START Input records

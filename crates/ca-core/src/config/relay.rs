//! Relay configuration

use serde::{Deserialize, Serialize};
use std::path::PathBuf;
use std::time::Duration;

use super::serde_utils::duration_secs;
use crate::types::{NetworkMode, TrustedNetworks};

/// Default listening port
pub const DEFAULT_PORT: u16 = 8765;

/// Configuration for the relay service
#[derive(Debug, Clone, PartialEq, Serialize, Deserialize)]
#[serde(default)]
pub struct RelayConfig {
    /// Network the relay binds to
    pub mode: NetworkMode,

    /// TCP port to listen on
    pub port: u16,

    /// Local networks approved for automatic startup
    pub trusted_networks: TrustedNetworks,

    /// Token file location (defaults to `token` next to the config file)
    pub token_path: Option<PathBuf>,

    /// Time a session gets to exit after SIGTERM before it is killed
    #[serde(with = "duration_secs")]
    pub termination_grace: Duration,

    /// Time a local-subnet client has to send its init message
    #[serde(with = "duration_secs")]
    pub auth_timeout: Duration,

    /// Interval between server pings
    #[serde(with = "duration_secs")]
    pub heartbeat_interval: Duration,

    /// Silence after which a connection is considered dead
    #[serde(with = "duration_secs")]
    pub heartbeat_timeout: Duration,

    /// Maximum number of concurrent sessions
    pub max_sessions: Option<u32>,

    /// Agent process settings
    pub agent: AgentConfig,
}

impl Default for RelayConfig {
    fn default() -> Self {
        Self {
            mode: NetworkMode::default(),
            port: DEFAULT_PORT,
            trusted_networks: TrustedNetworks::default(),
            token_path: None,
            termination_grace: Duration::from_secs(2),
            auth_timeout: Duration::from_secs(5),
            heartbeat_interval: Duration::from_secs(30),
            heartbeat_timeout: Duration::from_secs(90),
            max_sessions: None,
            agent: AgentConfig::default(),
        }
    }
}

impl RelayConfig {
    /// Check values that serde cannot
    pub fn validate(&self) -> Result<(), crate::error::ConfigError> {
        use crate::error::ConfigError;

        if self.termination_grace.is_zero() {
            return Err(ConfigError::Invalid(
                "termination_grace must be greater than zero".into(),
            ));
        }
        if self.auth_timeout.is_zero() {
            return Err(ConfigError::Invalid(
                "auth_timeout must be greater than zero".into(),
            ));
        }
        if self.heartbeat_interval.is_zero() {
            return Err(ConfigError::Invalid(
                "heartbeat_interval must be greater than zero".into(),
            ));
        }
        if self.heartbeat_timeout <= self.heartbeat_interval {
            return Err(ConfigError::Invalid(format!(
                "heartbeat_timeout ({:?}) must exceed heartbeat_interval ({:?})",
                self.heartbeat_timeout, self.heartbeat_interval
            )));
        }
        if self.max_sessions == Some(0) {
            return Err(ConfigError::Invalid("max_sessions must be positive".into()));
        }
        Ok(())
    }
}

/// How the agent CLI is launched for each session
#[derive(Debug, Clone, PartialEq, Serialize, Deserialize)]
#[serde(default)]
pub struct AgentConfig {
    /// Program to run; searched in well-known locations when unset
    pub program: Option<String>,

    /// Extra arguments
    pub args: Vec<String>,

    /// Environment variables added to every session
    pub env: Vec<(String, String)>,

    /// Working directory when the client requests none (home when unset)
    pub default_cwd: Option<PathBuf>,

    /// Roots a relative working directory is looked up under, in order
    pub search_roots: Vec<PathBuf>,
}

impl Default for AgentConfig {
    fn default() -> Self {
        let home = dirs::home_dir().unwrap_or_default();
        Self {
            program: None,
            args: vec![],
            env: vec![],
            default_cwd: None,
            search_roots: vec![home.join("Github"), home],
        }
    }
}

#[cfg(test)]
mod tests {
    use super::*;
    use crate::types::NetworkDescriptor;

    #[test]
    fn test_defaults() {
        let config = RelayConfig::default();
        assert_eq!(config.mode, NetworkMode::LocalSubnet);
        assert_eq!(config.port, 8765);
        assert_eq!(config.termination_grace, Duration::from_secs(2));
        assert_eq!(config.auth_timeout, Duration::from_secs(5));
        assert!(config.trusted_networks.is_empty());
        assert!(config.validate().is_ok());
    }

    #[test]
    fn test_partial_file_fills_defaults() {
        let config: RelayConfig = toml::from_str(
            r#"
            mode = "vpn_overlay"
            port = 9000
            trusted_networks = ["192.168.1.0/24", "10.0.0.0/24"]

            [agent]
            program = "/usr/local/bin/claude"
            "#,
        )
        .unwrap();

        assert_eq!(config.mode, NetworkMode::VpnOverlay);
        assert_eq!(config.port, 9000);
        assert_eq!(config.trusted_networks.len(), 2);
        assert!(config
            .trusted_networks
            .contains(&NetworkDescriptor::new("10.0.0.0/24")));
        assert_eq!(config.agent.program.as_deref(), Some("/usr/local/bin/claude"));
        assert_eq!(config.heartbeat_timeout, Duration::from_secs(90));
    }

    #[test]
    fn test_validate_rejects_bad_heartbeat() {
        let config = RelayConfig {
            heartbeat_interval: Duration::from_secs(30),
            heartbeat_timeout: Duration::from_secs(30),
            ..Default::default()
        };
        assert!(config.validate().is_err());
    }

    #[test]
    fn test_validate_rejects_zero_sessions() {
        let config = RelayConfig {
            max_sessions: Some(0),
            ..Default::default()
        };
        assert!(config.validate().is_err());
    }
}
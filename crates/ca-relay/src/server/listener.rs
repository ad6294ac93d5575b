//! WebSocket listener
//!
//! Binds the address chosen by the network resolver and upgrades every
//! request to a relay connection, whatever its path.

use std::net::SocketAddr;
use std::sync::Arc;
use std::time::Duration;

use axum::extract::ws::WebSocketUpgrade;
use axum::extract::{ConnectInfo, State};
use axum::response::IntoResponse;
use axum::routing::get;
use axum::Router;
use tokio::net::TcpListener;
use tokio::task::JoinHandle;
use tokio_util::sync::CancellationToken;
use tokio_util::task::TaskTracker;

use ca_core::{BindDecision, BindError};

use super::context::RelayContext;
use super::handler::handle_socket;
use crate::session::SessionManager;

/// Extra time connection handlers get beyond the termination grace period
const HANDLER_DRAIN_SLACK: Duration = Duration::from_secs(5);

#[derive(Clone)]
struct AppState {
    ctx: Arc<RelayContext>,
    shutdown: CancellationToken,
    tracker: TaskTracker,
}

/// WebSocket relay server
pub struct RelayServer;

impl RelayServer {
    /// Bind `decision` and start serving in the background
    ///
    /// A port of 0 binds an ephemeral port; the returned handle reports the
    /// port actually used.
    pub async fn start(decision: BindDecision, ctx: RelayContext) -> Result<RelayHandle, BindError> {
        let addr = decision.socket_addr();
        let listener = TcpListener::bind(addr)
            .await
            .map_err(|source| BindError::Listen { addr, source })?;
        let local_addr = listener
            .local_addr()
            .map_err(|source| BindError::Listen { addr, source })?;

        let shutdown = CancellationToken::new();
        let tracker = TaskTracker::new();
        let sessions = Arc::clone(&ctx.sessions);
        let mode = ctx.mode;

        let app = Router::new()
            .route("/", get(upgrade))
            .route("/*path", get(upgrade))
            .with_state(AppState {
                ctx: Arc::new(ctx),
                shutdown: shutdown.clone(),
                tracker: tracker.clone(),
            });

        let serve_shutdown = shutdown.clone();
        let join = tokio::spawn(async move {
            let result = axum::serve(
                listener,
                app.into_make_service_with_connect_info::<SocketAddr>(),
            )
            .with_graceful_shutdown(async move { serve_shutdown.cancelled().await })
            .await;

            match result {
                Ok(()) => tracing::info!("Relay server on {} stopped", local_addr),
                Err(e) => tracing::error!("Relay server on {} failed: {}", local_addr, e),
            }
        });

        tracing::info!("Relay listening on ws://{} ({} mode)", local_addr, mode);

        Ok(RelayHandle {
            decision: BindDecision::new(local_addr.ip(), local_addr.port(), decision.mode),
            shutdown,
            tracker,
            join,
            sessions,
        })
    }
}

async fn upgrade(
    ws: WebSocketUpgrade,
    ConnectInfo(peer): ConnectInfo<SocketAddr>,
    State(state): State<AppState>,
) -> impl IntoResponse {
    tracing::debug!("Upgrade request from {}", peer);
    let AppState {
        ctx,
        shutdown,
        tracker,
    } = state;
    ws.on_upgrade(move |socket| tracker.track_future(handle_socket(socket, peer, ctx, shutdown)))
}

/// A running relay listener
pub struct RelayHandle {
    decision: BindDecision,
    shutdown: CancellationToken,
    tracker: TaskTracker,
    join: JoinHandle<()>,
    sessions: Arc<SessionManager>,
}

impl RelayHandle {
    /// Address and mode actually bound
    pub fn decision(&self) -> &BindDecision {
        &self.decision
    }

    pub fn local_addr(&self) -> SocketAddr {
        self.decision.socket_addr()
    }

    /// Whether the accept loop is still running
    pub fn is_running(&self) -> bool {
        !self.join.is_finished()
    }

    /// Stop accepting, close every connection, and terminate every session
    pub async fn stop(self) {
        tracing::info!("Stopping relay on {}", self.decision);
        self.shutdown.cancel();

        if let Err(e) = self.join.await {
            tracing::error!("Relay server task failed: {}", e);
        }

        self.tracker.close();
        let drain = self.sessions.grace() + HANDLER_DRAIN_SLACK;
        if tokio::time::timeout(drain, self.tracker.wait()).await.is_err() {
            tracing::warn!(
                "{} connection handlers still running after {:?}",
                self.tracker.len(),
                drain
            );
        }

        self.sessions.terminate_all().await;
        tracing::info!("Relay on {} stopped", self.decision);
    }
}

impl std::fmt::Debug for RelayHandle {
    fn fmt(&self, f: &mut std::fmt::Formatter<'_>) -> std::fmt::Result {
        f.debug_struct("RelayHandle")
            .field("decision", &self.decision)
            .field("connections", &self.tracker.len())
            .finish()
    }
}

END Input records

About this exercise: Please give the number of lines above that include the string "claude", with nothing added.

Solution for this task: 2